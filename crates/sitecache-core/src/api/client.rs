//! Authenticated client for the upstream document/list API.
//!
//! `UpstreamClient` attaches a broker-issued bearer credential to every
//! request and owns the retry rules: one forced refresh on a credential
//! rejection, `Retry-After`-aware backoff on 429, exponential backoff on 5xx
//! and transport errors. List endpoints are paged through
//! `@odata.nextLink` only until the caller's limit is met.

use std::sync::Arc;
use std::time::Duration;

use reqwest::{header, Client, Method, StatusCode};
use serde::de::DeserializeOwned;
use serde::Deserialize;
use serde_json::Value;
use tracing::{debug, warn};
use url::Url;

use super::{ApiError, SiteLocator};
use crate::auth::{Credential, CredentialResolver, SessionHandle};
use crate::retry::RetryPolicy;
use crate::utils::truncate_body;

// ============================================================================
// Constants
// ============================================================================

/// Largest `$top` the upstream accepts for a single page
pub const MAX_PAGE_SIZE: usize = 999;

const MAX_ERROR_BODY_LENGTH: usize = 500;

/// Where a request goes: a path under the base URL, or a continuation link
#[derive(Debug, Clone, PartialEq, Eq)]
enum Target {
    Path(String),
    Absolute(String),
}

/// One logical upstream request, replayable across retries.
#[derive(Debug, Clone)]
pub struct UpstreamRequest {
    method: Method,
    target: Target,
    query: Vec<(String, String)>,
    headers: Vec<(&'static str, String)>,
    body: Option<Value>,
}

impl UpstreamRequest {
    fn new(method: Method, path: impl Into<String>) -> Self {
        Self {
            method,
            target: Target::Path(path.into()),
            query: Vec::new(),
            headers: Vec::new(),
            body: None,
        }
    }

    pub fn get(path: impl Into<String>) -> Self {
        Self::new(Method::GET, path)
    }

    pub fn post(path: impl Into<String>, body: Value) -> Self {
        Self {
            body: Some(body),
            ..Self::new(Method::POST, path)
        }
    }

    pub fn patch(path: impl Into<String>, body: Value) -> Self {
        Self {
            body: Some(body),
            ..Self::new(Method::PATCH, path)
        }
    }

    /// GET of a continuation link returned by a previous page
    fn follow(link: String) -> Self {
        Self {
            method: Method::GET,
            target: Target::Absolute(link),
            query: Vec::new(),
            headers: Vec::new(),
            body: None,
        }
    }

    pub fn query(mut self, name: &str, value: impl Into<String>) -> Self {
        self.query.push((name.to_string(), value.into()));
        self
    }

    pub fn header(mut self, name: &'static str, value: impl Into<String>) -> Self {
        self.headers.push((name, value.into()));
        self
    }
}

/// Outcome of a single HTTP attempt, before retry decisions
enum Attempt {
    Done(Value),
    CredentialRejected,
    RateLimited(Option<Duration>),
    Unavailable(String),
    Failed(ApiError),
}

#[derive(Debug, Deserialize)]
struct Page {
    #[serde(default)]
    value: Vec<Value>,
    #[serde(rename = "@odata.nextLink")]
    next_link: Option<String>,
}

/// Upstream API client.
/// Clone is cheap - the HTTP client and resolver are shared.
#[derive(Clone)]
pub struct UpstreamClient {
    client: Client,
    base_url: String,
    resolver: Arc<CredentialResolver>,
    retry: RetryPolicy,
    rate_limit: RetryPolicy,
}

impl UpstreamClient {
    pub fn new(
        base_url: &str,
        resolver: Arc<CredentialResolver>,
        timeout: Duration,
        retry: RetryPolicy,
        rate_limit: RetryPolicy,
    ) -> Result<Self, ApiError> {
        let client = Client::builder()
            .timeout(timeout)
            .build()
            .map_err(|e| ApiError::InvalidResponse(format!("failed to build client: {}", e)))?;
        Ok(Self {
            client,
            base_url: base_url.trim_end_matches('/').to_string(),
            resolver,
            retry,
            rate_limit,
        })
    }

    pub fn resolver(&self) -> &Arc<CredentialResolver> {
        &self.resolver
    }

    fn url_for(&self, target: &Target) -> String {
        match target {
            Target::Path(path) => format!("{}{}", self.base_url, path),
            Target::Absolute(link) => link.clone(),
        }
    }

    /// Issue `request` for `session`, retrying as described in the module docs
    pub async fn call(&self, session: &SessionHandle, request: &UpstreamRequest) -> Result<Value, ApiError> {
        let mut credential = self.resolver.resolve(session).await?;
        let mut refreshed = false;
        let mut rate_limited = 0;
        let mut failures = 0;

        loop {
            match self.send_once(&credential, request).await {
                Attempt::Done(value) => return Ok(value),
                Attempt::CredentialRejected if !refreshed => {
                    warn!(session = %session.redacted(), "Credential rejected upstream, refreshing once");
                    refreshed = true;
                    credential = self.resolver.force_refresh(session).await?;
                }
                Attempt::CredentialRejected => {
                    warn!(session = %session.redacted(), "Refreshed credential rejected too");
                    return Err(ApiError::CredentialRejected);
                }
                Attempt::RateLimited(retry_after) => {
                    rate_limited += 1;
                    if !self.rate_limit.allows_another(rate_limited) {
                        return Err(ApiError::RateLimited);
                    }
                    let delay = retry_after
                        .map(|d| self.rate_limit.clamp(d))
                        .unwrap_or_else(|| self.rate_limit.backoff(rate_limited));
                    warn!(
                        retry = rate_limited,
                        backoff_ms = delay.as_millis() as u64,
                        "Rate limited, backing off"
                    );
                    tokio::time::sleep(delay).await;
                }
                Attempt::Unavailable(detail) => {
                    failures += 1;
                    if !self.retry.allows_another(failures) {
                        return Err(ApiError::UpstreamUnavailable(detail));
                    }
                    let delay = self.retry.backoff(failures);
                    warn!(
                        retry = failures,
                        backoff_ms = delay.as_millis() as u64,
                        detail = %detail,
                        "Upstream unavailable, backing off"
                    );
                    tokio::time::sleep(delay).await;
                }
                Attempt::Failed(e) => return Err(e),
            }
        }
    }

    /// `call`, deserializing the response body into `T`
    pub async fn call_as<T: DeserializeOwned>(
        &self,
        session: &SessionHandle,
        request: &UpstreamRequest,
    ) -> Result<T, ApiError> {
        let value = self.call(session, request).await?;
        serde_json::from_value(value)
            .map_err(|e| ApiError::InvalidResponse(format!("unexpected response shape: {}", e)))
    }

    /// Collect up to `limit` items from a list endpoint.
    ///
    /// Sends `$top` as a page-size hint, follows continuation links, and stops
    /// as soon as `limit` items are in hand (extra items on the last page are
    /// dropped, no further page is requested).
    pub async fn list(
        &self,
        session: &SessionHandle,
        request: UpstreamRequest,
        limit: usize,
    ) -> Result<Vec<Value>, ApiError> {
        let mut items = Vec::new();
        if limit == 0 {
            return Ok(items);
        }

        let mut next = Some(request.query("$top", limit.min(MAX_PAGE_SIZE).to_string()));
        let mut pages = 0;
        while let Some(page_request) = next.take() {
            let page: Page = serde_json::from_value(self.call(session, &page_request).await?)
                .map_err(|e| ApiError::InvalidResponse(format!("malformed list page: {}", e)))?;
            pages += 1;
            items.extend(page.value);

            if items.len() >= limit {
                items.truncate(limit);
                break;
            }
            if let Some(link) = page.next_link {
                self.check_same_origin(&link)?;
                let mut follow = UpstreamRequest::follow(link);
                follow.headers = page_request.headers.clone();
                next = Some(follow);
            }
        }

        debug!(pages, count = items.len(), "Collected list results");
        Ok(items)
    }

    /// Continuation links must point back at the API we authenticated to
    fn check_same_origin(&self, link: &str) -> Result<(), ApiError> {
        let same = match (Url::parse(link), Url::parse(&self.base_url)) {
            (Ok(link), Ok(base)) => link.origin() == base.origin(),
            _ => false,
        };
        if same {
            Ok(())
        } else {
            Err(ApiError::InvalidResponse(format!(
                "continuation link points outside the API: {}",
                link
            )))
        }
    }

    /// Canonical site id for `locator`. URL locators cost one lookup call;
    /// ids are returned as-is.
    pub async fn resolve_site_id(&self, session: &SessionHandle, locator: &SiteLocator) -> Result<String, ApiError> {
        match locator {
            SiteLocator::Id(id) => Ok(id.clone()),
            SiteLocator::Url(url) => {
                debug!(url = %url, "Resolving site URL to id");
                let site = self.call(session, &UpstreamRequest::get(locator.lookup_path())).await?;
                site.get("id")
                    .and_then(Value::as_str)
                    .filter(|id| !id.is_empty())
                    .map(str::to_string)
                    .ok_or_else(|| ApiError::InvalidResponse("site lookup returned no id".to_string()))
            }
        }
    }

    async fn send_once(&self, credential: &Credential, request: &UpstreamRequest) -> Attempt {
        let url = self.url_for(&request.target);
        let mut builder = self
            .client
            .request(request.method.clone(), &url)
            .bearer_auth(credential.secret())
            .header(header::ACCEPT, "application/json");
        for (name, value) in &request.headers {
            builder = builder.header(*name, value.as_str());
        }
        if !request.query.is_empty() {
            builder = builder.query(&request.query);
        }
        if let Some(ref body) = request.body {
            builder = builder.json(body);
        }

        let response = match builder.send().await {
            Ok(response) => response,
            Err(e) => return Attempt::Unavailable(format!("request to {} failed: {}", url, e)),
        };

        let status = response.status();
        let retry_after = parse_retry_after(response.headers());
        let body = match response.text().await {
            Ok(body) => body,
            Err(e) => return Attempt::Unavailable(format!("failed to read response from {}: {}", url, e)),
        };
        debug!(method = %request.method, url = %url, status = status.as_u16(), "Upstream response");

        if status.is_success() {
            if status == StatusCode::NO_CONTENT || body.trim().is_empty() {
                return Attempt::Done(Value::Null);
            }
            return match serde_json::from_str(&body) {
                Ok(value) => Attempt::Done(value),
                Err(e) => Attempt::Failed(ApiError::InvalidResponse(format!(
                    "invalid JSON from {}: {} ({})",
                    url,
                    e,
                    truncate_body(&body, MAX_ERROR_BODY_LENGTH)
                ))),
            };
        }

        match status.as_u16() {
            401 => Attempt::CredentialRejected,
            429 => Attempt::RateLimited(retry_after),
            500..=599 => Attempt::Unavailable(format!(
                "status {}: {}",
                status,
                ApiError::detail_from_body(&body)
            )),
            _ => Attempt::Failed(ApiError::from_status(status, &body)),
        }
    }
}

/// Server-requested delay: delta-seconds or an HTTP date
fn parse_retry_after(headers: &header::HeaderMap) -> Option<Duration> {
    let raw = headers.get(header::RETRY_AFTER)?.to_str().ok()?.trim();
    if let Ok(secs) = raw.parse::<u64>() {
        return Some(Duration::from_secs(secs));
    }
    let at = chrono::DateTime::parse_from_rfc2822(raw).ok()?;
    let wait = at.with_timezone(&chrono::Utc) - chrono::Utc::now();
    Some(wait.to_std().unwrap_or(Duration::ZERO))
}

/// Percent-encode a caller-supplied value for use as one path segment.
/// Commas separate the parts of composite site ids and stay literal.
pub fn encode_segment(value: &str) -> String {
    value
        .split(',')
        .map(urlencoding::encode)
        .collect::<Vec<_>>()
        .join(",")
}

━━━━━━

WHAT THE TASK REQUIRES:
Each line from the one containing "pub fn encode_segment(value: &str)" through the last line of the entries above is to be returned exactly, and no others.

EXERCISE ANSWER:
pub fn encode_segment(value: &str) -> String {
    value
        .split(',')
        .map(urlencoding::encode)
        .collect::<Vec<_>>()
        .join(",")
}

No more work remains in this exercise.